There was something he was not saying,
something he was holding back.

“You don’t think I should, do you?”

He hesitated, as if he were not quite sure
what he thought.

“It might be one you can’t win. A jury won’t
like her. Married to a man with that much money, a woman who looks
like that – a jury won’t trust her. Would you?”

Conrad did not wait for an answer; I suppose
because he thought the question answered itself. He was right, of
course, if you had to make a judgment based on who she married and
how she looked. It was in its own way one of the great ironies,
that everyone thought they knew all about her when they knew those
two things - all that money and that stunningly beautiful face -
and that a dozen years earlier no one could have imagined that
anyone with money would ever have wanted to marry her. That still
left the question whether, whatever a jury might think, I could
trust her if I had to, and the answer was that I did not know. When
I knew her as a girl, I had never had any reason not to trust
Justine to tell me the truth, but Danielle was a woman whom I
barely knew at all. Justine could not have hurt anyone; Danielle,
for all I knew, had done exactly what they said she had, murdered
the man she married, the father of her child. Of course it did not
matter what I thought. I had not heard from her and I was certain I
never would. Some high profile lawyer from New York was no doubt
already preparing a defense. I would not have to struggle with the
question whether Justine had really committed murder and what could
be done about it.

But I was wrong; I would have to struggle
with it, a struggle that would be much harder than anything I had
imagined. Danielle was waiting for me late that Friday afternoon
when I got back from court, the trial that had lasted weeks finally
over.

“I seem to be in some trouble,” she said in a
soft, silky voice that floated breathless in the air. She rose from
the chair, a faint smile of nostalgia and regret on her lips. “I
was hoping you could help.”

Though it scarcely seemed possible, she was
even more beautiful than I remembered. I led her into my private
office and watched, half-mesmerized, as she slid on the chair the
other side of my desk and started taking off her gloves.
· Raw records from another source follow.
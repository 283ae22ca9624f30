use crate::error::{ReportError, Result};
use nfh_engine::MonthlyIndexSeries;

/// `forest_health_report_<location>_<year>.txt`, spaces replaced by `_`.
pub fn report_file_name(location: &str, year: i32) -> String {
    format!(
        "forest_health_report_{}_{}.txt",
        location.replace(' ', "_"),
        year
    )
}

pub fn chart_file_name(year: i32) -> String {
    format!("ndvi_trend_{year}.svg")
}

pub fn series_file_name(year: i32) -> String {
    format!("ndvi_trend_{year}.csv")
}

/// Serialize the series as `month,ndvi` CSV.
pub fn series_to_csv(series: &MonthlyIndexSeries) -> Result<String> {
    let mut writer = csv::Writer::from_writer(Vec::new());
    for point in &series.points {
        writer.serialize(point)?;
    }
    let bytes = writer
        .into_inner()
        .map_err(|e| ReportError::Encoding(e.to_string()))?;
    String::from_utf8(bytes).map_err(|e| ReportError::Encoding(e.to_string()))
}
//! Natural-language forest health report.

use crate::{assessment::ChangeAssessment, error::Result};
use async_trait::async_trait;
use log::warn;
use nfh_engine::MonthlyIndexSeries;
use nfh_geo::Coordinate;
use nfh_utils::dates::month_name;
use serde::{Deserialize, Serialize};

pub const REPORT_ERROR_PREFIX: &str = "Error generating report: ";

/// Everything the report prompt is rendered from.
#[derive(Debug, Clone, PartialEq)]
pub struct NarrativeContext {
    pub location_name: String,
    pub coordinate: Coordinate,
    pub radius_km: f64,
    pub start_month: u32,
    pub end_month: u32,
    pub year1: i32,
    pub year2: i32,
    pub mean1: Option<f64>,
    pub mean2: Option<f64>,
    pub assessment: ChangeAssessment,
    /// Monthly trend of `year2`; omitted from the prompt when empty
    pub trend: MonthlyIndexSeries,
}

/// A mean of exactly zero is reported as missing, like an absent one.
pub fn format_mean(value: Option<f64>) -> String {
    match value {
        Some(v) if v != 0.0 => format!("{v:.4}"),
        _ => "N/A".to_string(),
    }
}

fn trend_line(year: i32, trend: &MonthlyIndexSeries) -> String {
    if trend.is_empty() {
        return String::new();
    }
    let values: Vec<String> = trend
        .points
        .iter()
        .map(|p| format!("{}: {}", p.month, p.ndvi))
        .collect();
    format!("- Monthly NDVI values for {year}: {}", values.join(", "))
}

/// Render the fixed report instructions for `ctx`.
pub fn build_prompt(ctx: &NarrativeContext) -> Result<String> {
    let start = month_name(ctx.start_month)?;
    let end = month_name(ctx.end_month)?;
    Ok(format!(
        "You are an expert environmental scientist specializing in forest conservation and \
satellite-based monitoring in Nepal. Generate a professional forest health assessment report \
based on the following satellite data analysis:

**ANALYSIS PARAMETERS:**
- Location: {location}
- Coordinates: {lat:.4}°N, {lon:.4}°E
- Analysis Radius: {radius} km
- Analysis Period: {start} to {end}
- Comparison Years: {year1} vs {year2}

**SATELLITE DATA (Sentinel-2 NDVI Analysis):**
- Mean NDVI {year1}: {mean1}
- Mean NDVI {year2}: {mean2}
- NDVI Change: {pct:+.2}%
- Status: {status}
{trend}

**INSTRUCTIONS:**
Write a comprehensive but concise forest health report with the following sections:
1. **Executive Summary** (2-3 sentences)
2. **Key Findings** (bullet points)
3. **Vegetation Health Analysis** (based on NDVI values)
4. **Risk Assessment** (if degradation detected)
5. **Recommendations** (actionable steps for forest management)

Use professional scientific language. Include specific numbers from the data. Keep the report under 400 words.
",
        location = ctx.location_name,
        lat = ctx.coordinate.lat,
        lon = ctx.coordinate.lon,
        radius = ctx.radius_km,
        year1 = ctx.year1,
        year2 = ctx.year2,
        mean1 = format_mean(ctx.mean1),
        mean2 = format_mean(ctx.mean2),
        pct = ctx.assessment.pct_change,
        status = ctx.assessment.tier.status_line(),
        trend = trend_line(ctx.year2, &ctx.trend),
    ))
}

/// A text-generation backend.
#[async_trait]
pub trait NarrativeService: Send + Sync {
    async fn generate(&self, prompt: &str) -> Result<String>;
}

/// Outcome of a narrative request. Failures are values so the rest of the
/// analysis can still be shown.
#[derive(Debug, Clone, PartialEq, Serialize, Deserialize)]
pub enum NarrativeReport {
    Generated(String),
    Failed(String),
}

impl NarrativeReport {
    pub fn is_generated(&self) -> bool {
        matches!(self, NarrativeReport::Generated(_))
    }

    /// Text shown to the user; failures carry the error prefix.
    pub fn text(&self) -> String {
        match self {
            NarrativeReport::Generated(text) => text.clone(),
            NarrativeReport::Failed(message) => format!("{REPORT_ERROR_PREFIX}{message}"),
        }
    }
}

/// Ask `service` for a report on `ctx`. Any error is folded into
/// [`NarrativeReport::Failed`].
pub async fn generate_narrative<S: NarrativeService + ?Sized>(
    service: &S,
    ctx: &NarrativeContext,
) -> NarrativeReport {
    let result = match build_prompt(ctx) {
        Ok(prompt) => service.generate(&prompt).await,
        Err(e) => Err(e),
    };
    match result {
        Ok(text) => NarrativeReport::Generated(text),
        Err(e) => {
            warn!("Report generation failed: {}", e);
            NarrativeReport::Failed(e.to_string())
        }
    }
}
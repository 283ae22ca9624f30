use crate::error::{ReportError, Result};
use nfh_engine::MonthlyIndexSeries;
use plotters::prelude::*;

type DrawResult<T, B> =
    std::result::Result<T, DrawingAreaErrorKind<<B as DrawingBackend>::ErrorType>>;

const CHART_SIZE: (u32, u32) = (800, 400);
const TREND_COLOR: RGBColor = RGBColor(26, 152, 80);

/// Render the monthly trend as an SVG line chart with NDVI on a 0..1 axis.
///
/// Returns `None` for an empty series.
pub fn render_trend_chart(series: &MonthlyIndexSeries, title: &str) -> Result<Option<String>> {
    if series.is_empty() {
        return Ok(None);
    }
    let mut svg = String::new();
    draw_trend(&mut svg, series, title).map_err(|e| ReportError::Chart(e.to_string()))?;
    Ok(Some(svg))
}

fn draw_trend<'a>(
    svg: &'a mut String,
    series: &MonthlyIndexSeries,
    title: &str,
) -> DrawResult<(), SVGBackend<'a>> {
    let labels: Vec<&str> = series.points.iter().map(|p| p.month.as_str()).collect();
    let x_max = (labels.len() as i32 - 1).max(1);

    let root = SVGBackend::with_string(svg, CHART_SIZE).into_drawing_area();
    root.fill(&WHITE)?;
    let mut chart = ChartBuilder::on(&root)
        .caption(title, ("sans-serif", 22))
        .margin(20i32)
        .x_label_area_size(40u32)
        .y_label_area_size(50u32)
        .build_cartesian_2d(0i32..x_max, 0f64..1f64)?;

    let label_at = |x: &i32| {
        usize::try_from(*x)
            .ok()
            .and_then(|i| labels.get(i))
            .map(|l| l.to_string())
            .unwrap_or_default()
    };
    chart
        .configure_mesh()
        .x_labels(labels.len())
        .x_label_formatter(&label_at)
        .x_desc("Month")
        .y_desc("NDVI")
        .draw()?;

    let points: Vec<(i32, f64)> = series
        .points
        .iter()
        .enumerate()
        .map(|(i, p)| (i as i32, p.ndvi))
        .collect();
    chart.draw_series(LineSeries::new(
        points.iter().copied(),
        TREND_COLOR.stroke_width(2),
    ))?;
    chart.draw_series(
        points
            .iter()
            .map(|&(x, y)| Circle::new((x, y), 4, TREND_COLOR.filled())),
    )?;

    root.present()?;
    Ok(())
}

#[cfg(test)]
mod tests {
    use super::*;
    use nfh_engine::SeriesPoint;

    #[test]
    fn test_empty_series_has_no_chart() {
        let chart = render_trend_chart(&MonthlyIndexSeries::default(), "NDVI Trend").unwrap();
        assert!(chart.is_none());
    }

    #[test]
    fn test_trend_chart_svg() {
        let series = MonthlyIndexSeries {
            points: vec![
                SeriesPoint { month: "2023-01".into(), ndvi: 0.41 },
                SeriesPoint { month: "2023-02".into(), ndvi: 0.43 },
                SeriesPoint { month: "2023-03".into(), ndvi: 0.47 },
            ],
        };
        let svg = render_trend_chart(&series, "Monthly NDVI Trend (2023)")
            .unwrap()
            .unwrap();
        assert!(svg.contains("<svg"));
        assert!(svg.contains("Monthly NDVI Trend (2023)"));
        assert_eq!(svg.matches("<circle").count(), 3);
    }

    #[test]
    fn test_single_point_chart() {
        let series = MonthlyIndexSeries {
            points: vec![SeriesPoint { month: "2023-01".into(), ndvi: 0.5 }],
        };
        let svg = render_trend_chart(&series, "NDVI").unwrap().unwrap();
        assert_eq!(svg.matches("<circle").count(), 1);
    }
}
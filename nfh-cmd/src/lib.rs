//! Command implementations for the NFH CLI.
//!
//! Provides subcommands for comparing vegetation health between two years
//! around a location in Nepal and for browsing the location gazetteer.

use clap::Subcommand;

pub mod analyze;
pub mod config;
pub mod locations;

#[derive(Subcommand)]
pub enum Command {
    /// Compare NDVI between two years and report on forest health
    Analyze(analyze::AnalyzeArgs),

    /// Find districts and protected areas by name
    Search {
        /// Case-insensitive part of the name
        query: String,
    },

    /// List every known location with its coordinates
    Locations,
}

pub async fn run(command: Command) -> anyhow::Result<()> {
    match command {
        Command::Analyze(args) => analyze::run_analyze(args).await,
        Command::Search { query } => locations::run_search(&query),
        Command::Locations => locations::run_locations(),
    }
}
//! Vegetation index pipeline.
//!
//! Builds cloud-masked Sentinel-2 median composites, reduces their NDVI band
//! to area means and assembles monthly trend series. The computation itself
//! runs on an [`ImageQueryService`]: the Earth Engine REST API (feature
//! `api`) or a local scene archive.

pub mod error;
pub mod expression;
pub mod local;
pub mod pipeline;
pub mod query;
pub mod service;

#[cfg(feature = "api")]
pub mod earth_engine;

pub use error::{EngineError, Result};
pub use local::LocalArchive;
pub use pipeline::{
    compute_mean, get_composite, monthly_outcomes, monthly_series, MonthOutcome, MonthResult,
    MonthlyIndexSeries, SeriesPoint,
};
pub use query::{ndvi_vis_params, CollectionQuery, CompositeImage, ReduceParams, TileLayer, VisParams};
pub use service::ImageQueryService;

#[cfg(feature = "api")]
pub use earth_engine::EarthEngineClient;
“If I had come here a week or so after that
weekend on Blue Zephyr,” she asked as she pulled five slender
fingers out of the second black glove, “what would you have done?-
Perhaps invited me out to lunch?”

I felt too stupid, too confused, to talk. She
seemed to enjoy it, how easily she had reduced me to utter
incoherence. But there was more to it than the knowledge of the
effect she had. For a brief moment, behind the laughter in her
eyes, I thought I glimpsed the secret triumph of revenge. She
tossed her head in what appeared to be defiance, not just at the
memory of what she had felt as rejection, all those years ago, but
at what was expected of a woman in her present, unfortunate,
situation.

“Where do you think we would have gone?” she
persisted in a mocking, teasing voice. “One of those busy places
near the Ferry Building with a view – or a restaurant in some small
hotel where we might have left before we ordered anything and taken
a room?”

I was not sure what to say or even what to
think. All I knew for certain – and if I had had any doubt about it
before, I was sure about it now – was that I could not help her and
she needed to find another lawyer. But then, before I could tell
her, she shrugged her shoulders and with the quick, furtive glance,
of someone who knows you share her secret, gave a rueful laugh.

“This is like one of those old movies, isn’t
it? – The widow accused of murdering her wealthy husband, the
window in the black dress, the dress that suggests a great many
things, though mourning isn’t one of them, walks into the office of
the only lawyer who might be able to save her and tries to seduce
him into doing it.”

In her quiet, pleading glance, something of
the young girl I had once known came back, and I could not just
tell her to find someone else.

“I’m sorry about the trouble you’re in,
Justine.”

Her large eyes brightened with what seemed
almost gratitude.

“You remembered.”

“You changed, and it was a long time ago, at
least a dozen years, and you were very young and I was nearly
thirty, and….”

“And you were crazy about my sister and I was
just a kid; and what I said to you, when you broke up, about
marrying you – that must have seemed like some adolescent fantasy.”
She waited until I smiled, admitting the truth of it, before she
added, “But even then I knew what I wanted, and I wanted you.”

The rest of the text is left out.